Exercise goal:
Could you copy every record below exactly as it is written?
"""
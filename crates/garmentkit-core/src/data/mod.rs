//! Data models for garment variants.
//!
//! A garment has three independent axes: its type (e.g. `men`, `hoodie`),
//! its color, and the printable side. Only type and side identify a design
//! scene; color changes the background photo and nothing else.

use serde::{Deserialize, Serialize};
use std::fmt;
use std::str::FromStr;

/// Printable side of a garment
#[derive(Debug, Clone, Copy, PartialEq, Eq, Hash, PartialOrd, Ord, Serialize, Deserialize)]
#[serde(rename_all = "lowercase")]
pub enum Side {
    /// Front of the garment
    Front,
    /// Back of the garment
    Back,
}

impl Side {
    /// Both sides, front first
    pub const ALL: [Side; 2] = [Side::Front, Side::Back];

    /// Returns the opposite side.
    pub fn other(self) -> Self {
        match self {
            Self::Front => Self::Back,
            Self::Back => Self::Front,
        }
    }

    /// Lowercase name used in URLs and archive paths.
    pub fn as_str(self) -> &'static str {
        match self {
            Self::Front => "front",
            Self::Back => "back",
        }
    }
}

impl Default for Side {
    fn default() -> Self {
        Self::Front
    }
}

impl fmt::Display for Side {
    fn fmt(&self, f: &mut fmt::Formatter<'_>) -> fmt::Result {
        match self {
            Self::Front => write!(f, "Front"),
            Self::Back => write!(f, "Back"),
        }
    }
}

impl FromStr for Side {
    type Err = String;

    fn from_str(s: &str) -> Result<Self, Self::Err> {
        match s.to_lowercase().as_str() {
            "front" | "f" => Ok(Self::Front),
            "back" | "b" => Ok(Self::Back),
            _ => Err(format!("Unknown side: {}", s)),
        }
    }
}

/// Identity of one design scene: garment type plus side.
#[derive(Debug, Clone, PartialEq, Eq, Hash, PartialOrd, Ord, Serialize, Deserialize)]
pub struct VariantKey {
    /// Garment type identifier (catalog key)
    pub garment: String,
    /// Printable side
    pub side: Side,
}

impl VariantKey {
    /// Creates a new variant key.
    pub fn new(garment: impl Into<String>, side: Side) -> Self {
        Self {
            garment: garment.into(),
            side,
        }
    }
}

impl fmt::Display for VariantKey {
    fn fmt(&self, f: &mut fmt::Formatter<'_>) -> fmt::Result {
        write!(f, "{}/{}", self.garment, self.side.as_str())
    }
}

/// Full variant selection shown to the user: key plus color.
#[derive(Debug, Clone, PartialEq, Eq, Hash, Serialize, Deserialize)]
pub struct Variant {
    /// Garment type identifier
    pub garment: String,
    /// Garment color name
    pub color: String,
    /// Printable side
    pub side: Side,
}

impl Variant {
    /// Creates a new variant selection.
    pub fn new(garment: impl Into<String>, color: impl Into<String>, side: Side) -> Self {
        Self {
            garment: garment.into(),
            color: color.into(),
            side,
        }
    }

    /// Returns the scene key of this variant (color is not part of it).
    pub fn key(&self) -> VariantKey {
        VariantKey::new(self.garment.clone(), self.side)
    }

    /// Returns a copy with a different side.
    pub fn with_side(&self, side: Side) -> Self {
        Self {
            side,
            ..self.clone()
        }
    }
}
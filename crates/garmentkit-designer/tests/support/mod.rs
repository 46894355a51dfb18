//! Shared fixtures for designer integration tests.

#![allow(dead_code)]

use async_trait::async_trait;
use garmentkit_core::{DesignerEvent, ImageLoadError};
use garmentkit_designer::{AssetLoader, DesignerSession, MemoryAssetLoader};
use garmentkit_settings::Config;
use image::{Rgba, RgbaImage};
use std::rc::Rc;
use tokio::sync::{broadcast, Notify};

/// Small canvas and a short quiet period keep session tests fast.
pub fn test_config() -> Config {
    let mut config = Config::default();
    config.designer.canvas_width = 300.0;
    config.designer.canvas_height = 200.0;
    config.designer.debounce_ms = 10;
    config
}

pub fn solid(width: u32, height: u32, color: [u8; 4]) -> RgbaImage {
    RgbaImage::from_pixel(width, height, Rgba(color))
}

/// Loader with a photo for every garment, color and side of `config`.
pub fn garment_photos(config: &Config) -> MemoryAssetLoader {
    let loader = MemoryAssetLoader::new();
    for (garment, spec) in &config.garments {
        for color in &spec.colors {
            for side in garmentkit_core::Side::ALL {
                loader.insert_image(
                    config.backgrounds.url_for(garment, color, side),
                    solid(60, 40, [200, 200, 200, 255]),
                );
            }
        }
    }
    loader.insert_image("art/logo.png", solid(20, 10, [255, 0, 0, 255]));
    loader.insert_image("art/mask.png", solid(40, 40, [0, 0, 0, 255]));
    loader
}

pub async fn ready_session() -> DesignerSession {
    let config = test_config();
    let loader = Rc::new(garment_photos(&config));
    let session = DesignerSession::new(config, loader).expect("valid config");
    assert!(session.initialize().await.is_completed());
    session
}

/// Everything published since the receiver was created.
pub fn drain(rx: &mut broadcast::Receiver<DesignerEvent>) -> Vec<DesignerEvent> {
    let mut events = Vec::new();
    while let Ok(event) = rx.try_recv() {
        events.push(event);
    }
    events
}

/// Holds back one URL until the gate is opened.
pub struct GatedLoader {
    pub inner: MemoryAssetLoader,
    pub gated_url: String,
    pub gate: Rc<Notify>,
}

#[async_trait(?Send)]
impl AssetLoader for GatedLoader {
    async fn load_bytes(&self, url: &str) -> Result<Vec<u8>, ImageLoadError> {
        if url == self.gated_url {
            self.gate.notified().await;
        }
        self.inner.load_bytes(url).await
    }

    async fn load_image(&self, url: &str) -> Result<RgbaImage, ImageLoadError> {
        if url == self.gated_url {
            self.gate.notified().await;
        }
        self.inner.load_image(url).await
    }
}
"""
Answer:
filename crates/garmentkit-core/src/data/mod.rs
//! Data models for garment variants.
//!
//! A garment has three independent axes: its type (e.g. `men`, `hoodie`),
//! its color, and the printable side. Only type and side identify a design
//! scene; color changes the background photo and nothing else.

use serde::{Deserialize, Serialize};
use std::fmt;
use std::str::FromStr;

/// Printable side of a garment
#[derive(Debug, Clone, Copy, PartialEq, Eq, Hash, PartialOrd, Ord, Serialize, Deserialize)]
#[serde(rename_all = "lowercase")]
pub enum Side {
    /// Front of the garment
    Front,
    /// Back of the garment
    Back,
}

impl Side {
    /// Both sides, front first
    pub const ALL: [Side; 2] = [Side::Front, Side::Back];

    /// Returns the opposite side.
    pub fn other(self) -> Self {
        match self {
            Self::Front => Self::Back,
            Self::Back => Self::Front,
        }
    }

    /// Lowercase name used in URLs and archive paths.
    pub fn as_str(self) -> &'static str {
        match self {
            Self::Front => "front",
            Self::Back => "back",
        }
    }
}

impl Default for Side {
    fn default() -> Self {
        Self::Front
    }
}

impl fmt::Display for Side {
    fn fmt(&self, f: &mut fmt::Formatter<'_>) -> fmt::Result {
        match self {
            Self::Front => write!(f, "Front"),
            Self::Back => write!(f, "Back"),
        }
    }
}

impl FromStr for Side {
    type Err = String;

    fn from_str(s: &str) -> Result<Self, Self::Err> {
        match s.to_lowercase().as_str() {
            "front" | "f" => Ok(Self::Front),
            "back" | "b" => Ok(Self::Back),
            _ => Err(format!("Unknown side: {}", s)),
        }
    }
}

/// Identity of one design scene: garment type plus side.
#[derive(Debug, Clone, PartialEq, Eq, Hash, PartialOrd, Ord, Serialize, Deserialize)]
pub struct VariantKey {
    /// Garment type identifier (catalog key)
    pub garment: String,
    /// Printable side
    pub side: Side,
}

impl VariantKey {
    /// Creates a new variant key.
    pub fn new(garment: impl Into<String>, side: Side) -> Self {
        Self {
            garment: garment.into(),
            side,
        }
    }
}

impl fmt::Display for VariantKey {
    fn fmt(&self, f: &mut fmt::Formatter<'_>) -> fmt::Result {
        write!(f, "{}/{}", self.garment, self.side.as_str())
    }
}

/// Full variant selection shown to the user: key plus color.
#[derive(Debug, Clone, PartialEq, Eq, Hash, Serialize, Deserialize)]
pub struct Variant {
    /// Garment type identifier
    pub garment: String,
    /// Garment color name
    pub color: String,
    /// Printable side
    pub side: Side,
}

impl Variant {
    /// Creates a new variant selection.
    pub fn new(garment: impl Into<String>, color: impl Into<String>, side: Side) -> Self {
        Self {
            garment: garment.into(),
            color: color.into(),
            side,
        }
    }

    /// Returns the scene key of this variant (color is not part of it).
    pub fn key(&self) -> VariantKey {
        VariantKey::new(self.garment.clone(), self.side)
    }

    /// Returns a copy with a different side.
    pub fn with_side(&self, side: Side) -> Self {
        Self {
            side,
            ..self.clone()
        }
    }
}
filename crates/garmentkit-designer/tests/support/mod.rs
repository 46894355a51dfb18
//! Shared fixtures for designer integration tests.

#![allow(dead_code)]

use async_trait::async_trait;
use garmentkit_core::{DesignerEvent, ImageLoadError};
use garmentkit_designer::{AssetLoader, DesignerSession, MemoryAssetLoader};
use garmentkit_settings::Config;
use image::{Rgba, RgbaImage};
use std::rc::Rc;
use tokio::sync::{broadcast, Notify};

/// Small canvas and a short quiet period keep session tests fast.
pub fn test_config() -> Config {
    let mut config = Config::default();
    config.designer.canvas_width = 300.0;
    config.designer.canvas_height = 200.0;
    config.designer.debounce_ms = 10;
    config
}

pub fn solid(width: u32, height: u32, color: [u8; 4]) -> RgbaImage {
    RgbaImage::from_pixel(width, height, Rgba(color))
}

/// Loader with a photo for every garment, color and side of `config`.
pub fn garment_photos(config: &Config) -> MemoryAssetLoader {
    let loader = MemoryAssetLoader::new();
    for (garment, spec) in &config.garments {
        for color in &spec.colors {
            for side in garmentkit_core::Side::ALL {
                loader.insert_image(
                    config.backgrounds.url_for(garment, color, side),
                    solid(60, 40, [200, 200, 200, 255]),
                );
            }
        }
    }
    loader.insert_image("art/logo.png", solid(20, 10, [255, 0, 0, 255]));
    loader.insert_image("art/mask.png", solid(40, 40, [0, 0, 0, 255]));
    loader
}

pub async fn ready_session() -> DesignerSession {
    let config = test_config();
    let loader = Rc::new(garment_photos(&config));
    let session = DesignerSession::new(config, loader).expect("valid config");
    assert!(session.initialize().await.is_completed());
    session
}

/// Everything published since the receiver was created.
pub fn drain(rx: &mut broadcast::Receiver<DesignerEvent>) -> Vec<DesignerEvent> {
    let mut events = Vec::new();
    while let Ok(event) = rx.try_recv() {
        events.push(event);
    }
    events
}

/// Holds back one URL until the gate is opened.
pub struct GatedLoader {
    pub inner: MemoryAssetLoader,
    pub gated_url: String,
    pub gate: Rc<Notify>,
}

#[async_trait(?Send)]
impl AssetLoader for GatedLoader {
    async fn load_bytes(&self, url: &str) -> Result<Vec<u8>, ImageLoadError> {
        if url == self.gated_url {
            self.gate.notified().await;
        }
        self.inner.load_bytes(url).await
    }

    async fn load_image(&self, url: &str) -> Result<RgbaImage, ImageLoadError> {
        if url == self.gated_url {
            self.gate.notified().await;
        }
        self.inner.load_image(url).await
    }
}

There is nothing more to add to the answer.